There is another fatal objection to appellee’s cause of action. The bill charges, and the answer admits, that after the conveyances were made to the children, respectively, and they had conveyed their interests to Christian A. Rasch, as trustee, an application was made by him to have the title of the land registered in him under the Torrens act, and that a decree was entered vesting in him, as such trustee, all right, title and interest in the property for the use and benefit of Herman, Theodore, Adolph and Rosalie Rasch, as set forth in the trust agreement, and that a certificate of title was issued to him vesting "the title in him as such trustee, for the use and benefit of the parties to the trust agreement. Appellee was residing on the property at the time of those proceedings, and under the provisions Of section 16 of that act was a necessary party to such proceedings, and in a collateral proceeding such as this it must be presumed that he was made a party. (Field v. Peeples, 180 Ill. 376.) Under the provisions of section 22 of the act appellee had a right to enter his appearance in such proceeding and file an answer and have his rights adjudicated therein. His omission to do so is his own fault. Under the provisions of section 26 of the same act any person having an interest in or a lien upon the land who has not been actually served with process or notified of the filing of such application or the pendency thereof, may at any time within two years after the entry of such order or decree, and not afterwards, appear and file a sworn answer to such application in like manner as if he had been summoned in the original proceeding, so that, even if appellee was not a party to the original application, by virtue of the provisions of this section he had the right to appear in that proceeding and have his rights adjudicated therein, and on his failure to do .so must be held bound by that decree. No such action appears to have been taken by appellee and he is therefore bound by the decree, which vests all the right, title and interest in the property in Christian A. Rasch as trustee for his brothers and sister, so that the same is a bar against appellee maintaining his present action.
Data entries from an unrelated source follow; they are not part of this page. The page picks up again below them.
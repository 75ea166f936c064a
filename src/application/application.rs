use std::cell::Cell;
use std::path::{Path, PathBuf};
use std::rc::Rc;

use colored::Colorize;
use snafu::prelude::*;
use tracing::{debug, info};

use crate::application::RuntimeConfig;
use crate::cli::ExplorerCommand;
use crate::commands::{CommandError, CommandOutcome};
use crate::config::{ConfigError, ExplorerConfig};
use crate::ext::PathExt;
use crate::filesystem::{FileSystem, LocalFileSystem, LocalFileSystemError};
use crate::host::{Host, TerminalHost};
use crate::render::{TreeLine, render_tree};
use crate::session::{Explorer, ExplorerError, ExplorerSession};
use crate::tree::TreeNode;

/// Levels shown when the tree is printed again after a change.
const REFRESH_DEPTH: usize = 1;

pub struct Application;

impl Application {
    pub async fn run(runtime: impl Into<RuntimeConfig>) -> Result<(), ApplicationError> {
        let runtime: RuntimeConfig = runtime.into();
        let config = ExplorerConfig::read(&runtime.config_path)
            .await
            .context(ConfigSnafu)?;
        debug!("Loaded config: {:?}", config);

        let state_file = runtime
            .state_file
            .clone()
            .unwrap_or_else(|| config.state_file.clone());
        let fs = Rc::new(
            LocalFileSystem::new(config.trash_dir.clone()).context(FileSystemSnafu)?,
        );
        let host: Rc<dyn Host> = Rc::new(TerminalHost::new());
        let mut explorer = Explorer::new(fs, host, config.listing_options(), state_file).await;

        let session = match &runtime.command {
            ExplorerCommand::Open { path, .. } => explorer
                .open_note(&absolute(path)?)
                .await
                .context(ExplorerSnafu)?,
            _ => explorer
                .restore()
                .await
                .context(ExplorerSnafu)?
                .context(NoRootSnafu)?,
        };

        let changed = Rc::new(Cell::new(false));
        let flag = changed.clone();
        let subscription = session
            .provider()
            .on_did_change_tree_data(move || flag.set(true));

        Self::execute(session, &runtime.command).await?;

        if changed.get() {
            info!("Tree changed, printing it again");
            Self::print_tree(session, REFRESH_DEPTH).await;
        }
        session.provider().unsubscribe(subscription);
        explorer.close();

        Ok(())
    }

    async fn execute<F: FileSystem>(
        session: &ExplorerSession<F>,
        command: &ExplorerCommand,
    ) -> Result<(), ApplicationError> {
        let outcome = match command {
            ExplorerCommand::Open { depth, .. } | ExplorerCommand::Tree { depth } => {
                Self::print_tree(session, *depth).await;
                return Ok(());
            }
            ExplorerCommand::Refresh => {
                session.refresh();
                return Ok(());
            }
            ExplorerCommand::Reveal { path } => {
                let node = Self::locate(session, path).await?;
                Self::print_ancestry(session, &node);
                return Ok(());
            }
            ExplorerCommand::Rename { path, new_name } => {
                let node = Self::locate(session, path).await?;
                session.rename(&node, new_name).await
            }
            ExplorerCommand::Delete { path } => {
                let node = Self::locate(session, path).await?;
                session.delete(&node).await
            }
            ExplorerCommand::NewFile { name, parent } => {
                Self::select_parent(session, parent.as_deref()).await?;
                session.new_file(name).await
            }
            ExplorerCommand::NewDir { name, parent } => {
                Self::select_parent(session, parent.as_deref()).await?;
                session.new_directory(name).await
            }
            ExplorerCommand::Move { sources, into } => {
                let target = Self::locate(session, into).await?;
                let mut nodes = Vec::with_capacity(sources.len());
                for source in sources {
                    nodes.push(Self::locate(session, source).await?);
                }
                let moved = session
                    .move_nodes(&nodes, &target)
                    .await
                    .context(CommandSnafu)?;
                info!("Moved {} entries", moved);
                return Ok(());
            }
        };

        match outcome.context(CommandSnafu)? {
            CommandOutcome::Completed { path } => info!("Done: {}", path.display()),
            other => debug!("Command did not change anything: {:?}", other),
        }
        Ok(())
    }

    async fn locate<F: FileSystem>(
        session: &ExplorerSession<F>,
        path: &Path,
    ) -> Result<Rc<TreeNode>, ApplicationError> {
        let absolute = absolute(path)?;
        session
            .locate(&absolute)
            .await
            .context(NotInTreeSnafu { path: absolute })
    }

    async fn select_parent<F: FileSystem>(
        session: &ExplorerSession<F>,
        parent: Option<&Path>,
    ) -> Result<(), ApplicationError> {
        if let Some(parent) = parent {
            let node = Self::locate(session, parent).await?;
            session.select(vec![node]);
        }
        Ok(())
    }

    async fn print_tree<F: FileSystem>(session: &ExplorerSession<F>, depth: usize) {
        println!("{}", session.title().bold());
        for line in render_tree(session.provider(), depth).await {
            println!("{}", line.styled());
        }
    }

    fn print_ancestry<F: FileSystem>(session: &ExplorerSession<F>, node: &Rc<TreeNode>) {
        let mut chain = vec![node.clone()];
        let mut current = node.clone();
        while let Some(parent) = session.provider().get_parent(&current) {
            chain.push(parent.clone());
            current = parent;
        }

        for (depth, node) in chain.iter().rev().enumerate() {
            let mut item = session.provider().get_tree_item(node);
            if depth == 0 {
                item.label = item.path.display().to_string();
            }
            let line = TreeLine {
                guides: "  ".repeat(depth),
                item,
            };
            println!("{}", line.styled());
        }
    }
}

/// Makes `path` absolute against the working directory and drops `.`/`..`.
fn absolute(path: &Path) -> Result<PathBuf, ApplicationError> {
    std::path::absolute(path)
        .map(|path| path.normalized())
        .context(CurrentDirSnafu { path })
}

#[derive(Debug, Snafu)]
pub enum ApplicationError {
    #[snafu(display("Critical failure encountered during configuration stage"))]
    ConfigError { source: ConfigError },
    #[snafu(display("Failed to set up filesystem access"))]
    FileSystemError { source: LocalFileSystemError },
    #[snafu(display("Failed to open the explorer root"))]
    ExplorerError { source: ExplorerError },
    #[snafu(display("No root has been opened yet, run `pinnote open <path>` first"))]
    NoRootError,
    #[snafu(display("Could not resolve '{}' against the working directory", path.display()))]
    CurrentDirError {
        path: PathBuf,
        source: std::io::Error,
    },
    #[snafu(display("'{}' is not part of the explorer tree", path.display()))]
    NotInTreeError { path: PathBuf },
    #[snafu(display("Explorer command failed"))]
    CommandError { source: CommandError },
}
//! Session lifetime: one open root with its provider, commands and
//! selection, plus the root remembered between runs.

mod explorer;
mod session;
mod session_state;

pub use explorer::{Explorer, ExplorerError};
pub use session::ExplorerSession;
pub use session_state::{SessionState, SessionStateError};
It is also insisted that the court erred in allowing the master $451 as fees for taking the testimony and reporting the evidence, with his conclusions as to the law and the facts, and in enforcing ¡payment of the same from the trust funds by contempt proceedings. The record shows that, all told, the master spent part of six different days in the taking of testimony, commencing at two o’clock in the afternoon of March 3, 16 and 24; at ten o’clock in the morning of March 13, when eight pages of testimony were taken; at two o’clock in the afternoon of March 8, when additional testimony was taken; and on March 15, when four pages of testimony were taken and seven exhibits introduced in evidence. In all some 674 pages of evidence, including exhibits, were taken and reported by the master. For this he was allowed fees at the rate of fifteen cents per 100 words for himself and in addition fees at the same rate for a stenographer, or $100.50 for himself and a like amount for the stenographer, or $201 for taking, transcribing and reporting the evidence. He was also allowed the further sum of $250 for five days spent in securing files, considering the evidence, hearing the arguments and making up his report. Under the statute masters in chancery in Cook county are allowed a fee at the rate of fifteen cents per 100 words for taking the evidence, and an additional allowance of not to exceed fifteen cents per 100 words for stenographer’s services, where the master certifies that the employment of a stenographer was necessary, and such additional compensation for examining the questions in issue and reporting the same as the court may deem just. (Hurd’s Stat. 1916, chap. 53, sec. 20.) In other counties in this State the master is allowed fees at the rate of only fifteen cents per 100 words for hearing the testimony, transcribing the same and reporting it to the court. Additional compensation is allowed to masters in Cook county for stenographer’s services, so that they are allowed fees at the rate of fifteen cents per ioo words for hearing and reporting the evidence, and we think that such fees are sufficient, except in extraordinary cases, to compensate them for all labor ordinarily required in investigating and determining all questions of fact in a case; and particularly is this true in a case such as the one at bar, where the issues were narrow and a clear preponderance of the evidence, both oral and documentary, is on the side of the defendants.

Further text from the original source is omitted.